PARKLAND, FLA. (WSVN) - On the second heart-wrenching anniversary of the Parkland shooting, a moment of silence was held in honor of the 17 victims who lost their lives at Marjory Stoneman Douglas High School.
District officials said out of the 3,200 students who attend school at MSD, only 500 are expected to show up on this somber Friday.
“There’s no way to explain it,” said MSD student Kalebe Taborda. “It’s hard to explain the feeling that you get when you walk into school.”
“I feel better rather, staying here than being at home,” said MSD student Alex Duong.
Several people came to pay their respects at the Project Grow Love garden outside of the school.
“It’s an experience because, I myself, lost a couple of friends too, so it is a little hard,” said MSD student Carlos Vigil.
Some students weren’t at MSD at the time of the shooting, but they still feel the impact of the tragedy.
“I wasn’t here for the incident, I was only in seventh grade, so I feel that instead of me staying at home I should help out with the people that helped out during the shooting,” said an MSD student.
As part of the school district’s day of service, a breakfast was held at MSD for first responders. Broward Sheriff Gregory Tony was in attendance.
“It was difficult to come and see all these young folks giving us applause and saying ‘Thank you for your services,’ understanding that not too long ago we came up short,” Tony said.
Broward County Public Schools Superintendent Robert Runcie was also in attendance, speaking about some of what the district has done since that tragic day.

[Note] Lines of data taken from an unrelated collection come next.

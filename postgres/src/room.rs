//! Room queries.

use crate::{PgHotelStore, code, column, write_error};
use hotel_core::providers::RoomStore;
use hotel_core::{HotelError, NewRoom, Result, Room, RoomFilter, RoomStatus, RoomUpdate};
use sqlx::postgres::PgRow;

const ROOM_COLUMNS: &str =
    "id, name, floor, type, price, status, description, created_at, updated_at";

fn row_to_room(row: &PgRow) -> Result<Room> {
    Ok(Room {
        id: column(row, "id")?,
        name: column(row, "name")?,
        floor: column(row, "floor")?,
        room_type: column(row, "type")?,
        price: column(row, "price")?,
        status: code(row, "status", RoomStatus::from_code)?,
        description: column(row, "description")?,
        created_at: column(row, "created_at")?,
        updated_at: column(row, "updated_at")?,
    })
}

impl RoomStore for PgHotelStore {
    async fn insert_room(&self, room: &NewRoom) -> Result<Room> {
        let row = sqlx::query(&format!(
            "INSERT INTO rooms (name, floor, type, price, status, description)
             VALUES ($1, $2, $3, $4, $5, $6)
             RETURNING {ROOM_COLUMNS}"
        ))
        .bind(&room.name)
        .bind(room.floor)
        .bind(&room.room_type)
        .bind(room.price)
        .bind(room.status.code())
        .bind(room.description.as_deref())
        .fetch_one(&self.pool)
        .await
        .map_err(|e| write_error("create room", "room name already exists", &e))?;

        row_to_room(&row)
    }

    async fn get_room_by_name(&self, name: &str) -> Result<Room> {
        let row = sqlx::query(&format!("SELECT {ROOM_COLUMNS} FROM rooms WHERE name = $1"))
            .bind(name)
            .fetch_optional(&self.pool)
            .await
            .map_err(|e| HotelError::Store(format!("Failed to get room: {e}")))?
            .ok_or_else(|| HotelError::not_found("room", name))?;

        row_to_room(&row)
    }

    async fn list_rooms(&self, filter: RoomFilter) -> Result<Vec<Room>> {
        let rows = sqlx::query(&format!(
            "SELECT {ROOM_COLUMNS} FROM rooms
             WHERE ($1::INTEGER IS NULL OR floor = $1)
               AND ($2::SMALLINT IS NULL OR status = $2)
             ORDER BY name"
        ))
        .bind(filter.floor)
        .bind(filter.status.map(RoomStatus::code))
        .fetch_all(&self.pool)
        .await
        .map_err(|e| HotelError::Store(format!("Failed to list rooms: {e}")))?;

        rows.iter().map(row_to_room).collect()
    }

    async fn update_room(&self, name: &str, update: &RoomUpdate) -> Result<()> {
        let result = sqlx::query(
            r"
            UPDATE rooms
            SET floor = COALESCE($2, floor),
                price = COALESCE($3, price),
                status = COALESCE($4, status),
                description = COALESCE($5, description),
                updated_at = now()
            WHERE name = $1
            ",
        )
        .bind(name)
        .bind(update.floor)
        .bind(update.price)
        .bind(update.status.map(RoomStatus::code))
        .bind(update.description.as_deref())
        .execute(&self.pool)
        .await
        .map_err(|e| HotelError::Store(format!("Failed to update room: {e}")))?;

        if result.rows_affected() == 0 {
            return Err(HotelError::not_found("room", name));
        }
        tracing::debug!(room = name, "Room updated");
        Ok(())
    }
}
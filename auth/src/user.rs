//! User registration and password changes.

use crate::error::{AuthError, Result};
use crate::password::PasswordHasher;
use hotel_core::{HotelError, NewUser, User, UserStore};

/// Input for registering a user. The password is plaintext.
#[derive(Debug, Clone, PartialEq, Eq)]
pub struct Registration {
    /// Display name, 3-100 characters
    pub name: String,
    /// Login name, 3-100 characters
    pub username: String,
    /// Password, 6-100 characters
    pub password: String,
    /// Contact email
    pub email: String,
}

/// Input for changing a password.
#[derive(Debug, Clone, PartialEq, Eq)]
pub struct PasswordChange {
    /// Account to change
    pub username: String,
    /// Current password
    pub old_password: String,
    /// Replacement password
    pub new_password: String,
}

/// Manages back-office user accounts.
#[derive(Debug, Clone)]
pub struct UserService<S> {
    users: S,
    hasher: PasswordHasher,
}

impl<S: UserStore> UserService<S> {
    /// Create a service.
    #[must_use]
    pub const fn new(users: S, hasher: PasswordHasher) -> Self {
        Self { users, hasher }
    }

    /// Validate and store a new user with a hashed password.
    ///
    /// # Errors
    ///
    /// - [`AuthError::Validation`] for a field outside its length bounds or
    ///   an email without `@`
    /// - [`AuthError::Store`] for a duplicate username
    #[tracing::instrument(skip(self, registration), fields(username = %registration.username))]
    pub async fn register(&self, registration: Registration) -> Result<User> {
        check_length("name", &registration.name, 3, 100)?;
        check_length("username", &registration.username, 3, 100)?;
        check_length("password", &registration.password, 6, 100)?;
        check_email(&registration.email)?;

        let password_hash = self.hasher.hash(&registration.password)?;
        let user = self
            .users
            .insert_user(&NewUser {
                name: registration.name,
                username: registration.username,
                password_hash,
                email: registration.email,
            })
            .await?;

        tracing::info!(user_id = %user.id, "User registered");
        Ok(user)
    }

    /// Replace a user's password.
    ///
    /// `caller` is the authenticated username; it must own the account.
    ///
    /// # Errors
    ///
    /// - [`AuthError::Forbidden`] if `caller` differs from the account
    /// - [`AuthError::Validation`] for passwords outside 6-100 characters
    /// - [`AuthError::UserNotFound`] for an unknown account
    /// - [`AuthError::WrongPassword`] if the old password does not match
    /// - [`AuthError::SamePassword`] if the new password matches the current one
    #[tracing::instrument(skip(self, change), fields(username = %change.username))]
    pub async fn change_password(&self, caller: &str, change: PasswordChange) -> Result<()> {
        check_length("old_password", &change.old_password, 6, 100)?;
        check_length("new_password", &change.new_password, 6, 100)?;
        if caller != change.username {
            return Err(AuthError::Forbidden);
        }

        let user = self
            .users
            .get_user_by_username(&change.username)
            .await
            .map_err(|e| match e {
                HotelError::NotFound { .. } => AuthError::UserNotFound,
                other => AuthError::Store(other),
            })?;

        if !self.hasher.verify(&change.old_password, &user.password_hash) {
            return Err(AuthError::WrongPassword);
        }
        if self.hasher.verify(&change.new_password, &user.password_hash) {
            return Err(AuthError::SamePassword);
        }

        let password_hash = self.hasher.hash(&change.new_password)?;
        self.users
            .update_password(&user.username, &password_hash)
            .await?;

        tracing::info!("Password changed");
        Ok(())
    }
}

fn check_length(field: &str, value: &str, min: usize, max: usize) -> Result<()> {
    let len = value.chars().count();
    if len < min || len > max {
        return Err(AuthError::Validation(format!(
            "{field} must be between {min} and {max} characters"
        )));
    }
    Ok(())
}

fn check_email(email: &str) -> Result<()> {
    let valid = email
        .split_once('@')
        .is_some_and(|(local, domain)| !local.is_empty() && domain.contains('.'));
    if !valid {
        return Err(AuthError::Validation("email is invalid".to_string()));
    }
    Ok(())
}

“The entire Broward County Public Schools family and community has come together to honor the lives of the 17 that we lost, and the many others who were injured on this day two years ago,” said Runcie. “We’ve invested over $100 million in safety and security measures, including adding thousands of additional video surveillance cameras.”
“We have to continue to safeguard this community and continue to heal together,” Tony said.
Members of the community have declared Feb. 14 a day of service and love where students and staff give back to their schools by participating in landscaping, painting and other art projects.
Valentine’s Day now means something entirely different to Broward County students than those in other school districts.
Students at Cypress Bay High School in Weston could be seen gathering together to take part in the moment of silence held at 10:17 a.m.
“I feel like I went from more, like, being scared to now just, like, trying to spread awareness,” Cypress Bay HS student Mackenzie Parchment said.
“And I was afraid to come to school,” Cypress Bay HS student Andrea Sojo said.
They also spent their morning putting together toys for the Humane Society as well as meals for a hunger program.
“It brings this sense of joy that people are trying to help them and that we’re here for them, although they don’t know who we are, but we’re here for them,” Cypress Bay HS student Nicholas Gitterle said.
“It’s a sad day, so how do we honor them?” Cypress Bay HS student government advisor Danielle Nascimento. “I think that everyone’s kind of coming together to say that the best way to honor them is to give back and to help and to really push the value of kindness.”
7News cameras also captured heavy hearts in Miami-Dade, as students from William H. Turner Technical Arts High School gathered outside for a balloon release in honor of the victims.
The exact time for the moment of silence was chosen to be held at 10 a.m. since all schools would be in session, and 17 minutes past the hour to honor each of the victims.
The families of the 17 students and educators at MSD have also honored them by starting foundations in their names and giving back to causes that mattered to them.